GIRKチャネル(英: G protein-coupled inwardly rectifying potassium channel)または日本語に訳してGタンパク質共役内向き整流カリウムチャネル[1]は、脂質依存性の内向き整流カリウムチャネル(英語版)のファミリーの1つであり、シグナル伝達脂質PIP2と、リガンドによって刺激されたGタンパク質共役受容体(GPCR)から始まるシグナル伝達カスケードによって活性化(開口)する[2][3]。刺激されたGPCRは不活性型ヘテロ三量体Gタンパク質複合体(Gαβγ)から活性化されたβγサブユニット(Gβγ)を放出する。GβγはGIRKチャネルと相互作用してチャネルの開口をもたらし、カリウムイオンが透過可能な状態となって細胞膜の過分極が引き起こされる[4]。このようにGIRKチャネルはGタンパク質と直接相互作用するため、G protein-gated ion channelの一種に分類される。Gタンパク質による活性化はチャネルのPIP2に対する親和性を高めることで作動している可能性が高く、高濃度のPIP2はGタンパク質の非存在下でもチャネルを活性化するが、PIP2の非存在下ではGタンパク質はチャネルを活性化しない。
種類
GIRK1からGIRK3は中枢神経系に広く分布しており、これらの分布は重複している[5][6][7]。一方、GIRK4は主に心臓に存在する[8]。
例
ムスカリンM2受容体(英語版)、アデノシンA1受容体(英語版)、α2アドレナリン受容体(英語版)、ドーパミンD2受容体(英語版)、μ-(英語版)、δ-(英語版)、κ-オピオイド受容体(英語版)、5-HT1A受容体(英語版)、ソマトスタチン受容体(英語版)、ガラニン受容体(英語版)、代謝型グルタミン酸受容体、GABAB受容体、TAAR1(英語版)、カンナビノイドCB1(英語版)、CB2受容体、スフィンゴシン-1-リン酸受容体(英語版)など、幅広いGタンパク質共役受容体がGIRKを活性化する[3][4][9]。

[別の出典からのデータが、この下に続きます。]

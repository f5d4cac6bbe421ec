use thiserror::Error;

#[derive(Debug, Error)]
pub enum StorageError {
    #[error("Database error: {0}")]
    Database(#[from] sqlx::Error),

    #[error("Migration error: {0}")]
    Migration(#[from] sqlx::migrate::MigrateError),

    #[error("Not found")]
    NotFound,

    #[error("Email {0} is already registered")]
    DuplicateEmail(String),

    #[error("Class {class_id} is fully booked")]
    ClassFull { class_id: i64 },

    #[error("Constraint violation: {0}")]
    ConstraintViolation(String),
}

pub type Result<T> = std::result::Result<T, StorageError>;

impl StorageError {
    pub fn is_unique_violation(&self) -> bool {
        matches!(
            self,
            StorageError::Database(sqlx::Error::Database(e)) if e.is_unique_violation()
        )
    }

    pub fn is_foreign_key_violation(&self) -> bool {
        matches!(
            self,
            StorageError::Database(sqlx::Error::Database(e)) if e.is_foreign_key_violation()
        )
    }

    /// Turn a raw foreign key failure into a readable constraint violation.
    pub(crate) fn with_reference_context(self, what: &str) -> Self {
        if self.is_foreign_key_violation() {
            StorageError::ConstraintViolation(format!("{what} does not exist"))
        } else {
            self
        }
    }
}
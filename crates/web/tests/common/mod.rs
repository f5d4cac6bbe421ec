#![allow(dead_code)]

use axum::{
    Router,
    body::{Body, to_bytes},
    http::{Request, StatusCode, header},
};
use chrono::{Days, Local, NaiveDate};
use serde_json::{Value, json};
use storage::Database;
use tower::ServiceExt;

pub async fn app() -> Router {
    let db = Database::in_memory().await.unwrap();
    web::app(db)
}

pub fn today() -> NaiveDate {
    Local::now().date_naive()
}

pub fn days_from_today(days: i64) -> NaiveDate {
    if days >= 0 {
        today() + Days::new(days as u64)
    } else {
        today() - Days::new(days.unsigned_abs())
    }
}

pub struct TestResponse {
    pub status: StatusCode,
    pub location: Option<String>,
    pub body: String,
}

impl TestResponse {
    pub fn json(&self) -> Value {
        serde_json::from_str(&self.body).unwrap()
    }
}

pub async fn send(app: &Router, request: Request<Body>) -> TestResponse {
    let response = app.clone().oneshot(request).await.unwrap();
    let status = response.status();
    let location = response
        .headers()
        .get(header::LOCATION)
        .map(|v| v.to_str().unwrap().to_string());
    let bytes = to_bytes(response.into_body(), usize::MAX).await.unwrap();

    TestResponse {
        status,
        location,
        body: String::from_utf8(bytes.to_vec()).unwrap(),
    }
}

pub async fn get(app: &Router, uri: &str) -> TestResponse {
    send(app, Request::get(uri).body(Body::empty()).unwrap()).await
}

pub async fn delete(app: &Router, uri: &str) -> TestResponse {
    send(app, Request::delete(uri).body(Body::empty()).unwrap()).await
}

pub async fn post_json(app: &Router, uri: &str, body: Value) -> TestResponse {
    send(
        app,
        Request::post(uri)
            .header(header::CONTENT_TYPE, "application/json")
            .body(Body::from(body.to_string()))
            .unwrap(),
    )
    .await
}

pub async fn post_form(app: &Router, uri: &str, body: &str) -> TestResponse {
    send(
        app,
        Request::post(uri)
            .header(header::CONTENT_TYPE, "application/x-www-form-urlencoded")
            .body(Body::from(body.to_string()))
            .unwrap(),
    )
    .await
}

pub async fn create_member(app: &Router, name: &str, email: &str, start_date: NaiveDate) -> i64 {
    let response = post_json(
        app,
        "/api/members",
        json!({
            "name": name,
            "email": email,
            "membership_type": "general",
            "start_date": start_date,
        }),
    )
    .await;
    assert_eq!(response.status, StatusCode::CREATED, "{}", response.body);
    response.json()["id"].as_i64().unwrap()
}

pub async fn create_trainer(app: &Router, name: &str) -> i64 {
    let response = post_json(
        app,
        "/api/trainers",
        json!({
            "name": name,
            "specialty": "CrossFit",
            "experience_years": 4,
        }),
    )
    .await;
    assert_eq!(response.status, StatusCode::CREATED, "{}", response.body);
    response.json()["id"].as_i64().unwrap()
}

pub async fn create_class(app: &Router, trainer_id: i64, max_capacity: i64) -> i64 {
    let response = post_json(
        app,
        "/api/classes",
        json!({
            "class_name": "Lunch CrossFit",
            "trainer_id": trainer_id,
            "date": days_from_today(1),
            "time": "12:00",
            "duration": 45,
            "max_capacity": max_capacity,
        }),
    )
    .await;
    assert_eq!(response.status, StatusCode::CREATED, "{}", response.body);
    response.json()["id"].as_i64().unwrap()
}
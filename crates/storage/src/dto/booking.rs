use chrono::NaiveDate;
use serde::{Deserialize, Serialize};
use sqlx::FromRow;
use utoipa::ToSchema;

use crate::models::BookingStatus;

#[derive(Debug, Clone, Serialize, Deserialize, ToSchema)]
pub struct BookClassRequest {
    pub member_id: i64,
}

/// Booking joined with the booked member's name
#[derive(Debug, Clone, Serialize, Deserialize, FromRow, ToSchema)]
pub struct BookingDetail {
    pub id: i64,
    pub class_id: i64,
    pub member_id: i64,
    pub member_name: String,
    pub booking_date: NaiveDate,
    pub status: BookingStatus,
}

心臓においてカルシウムチャネルの一部を構成するGIRKは、アセチルコリンなどの副交感神経系シグナルによってムスカリンM2受容体を介して活性化され、外向きのカリウム電流(IK,ACh)を引き起こすことで心拍を低下させる[10][11]。これらはムスカリン性カリウムチャネル(muscarinic potassium channel)と呼ばれ、2つのGIRK1、2つのGIRK4サブユニットから構成されるヘテロ四量体である[8][12]。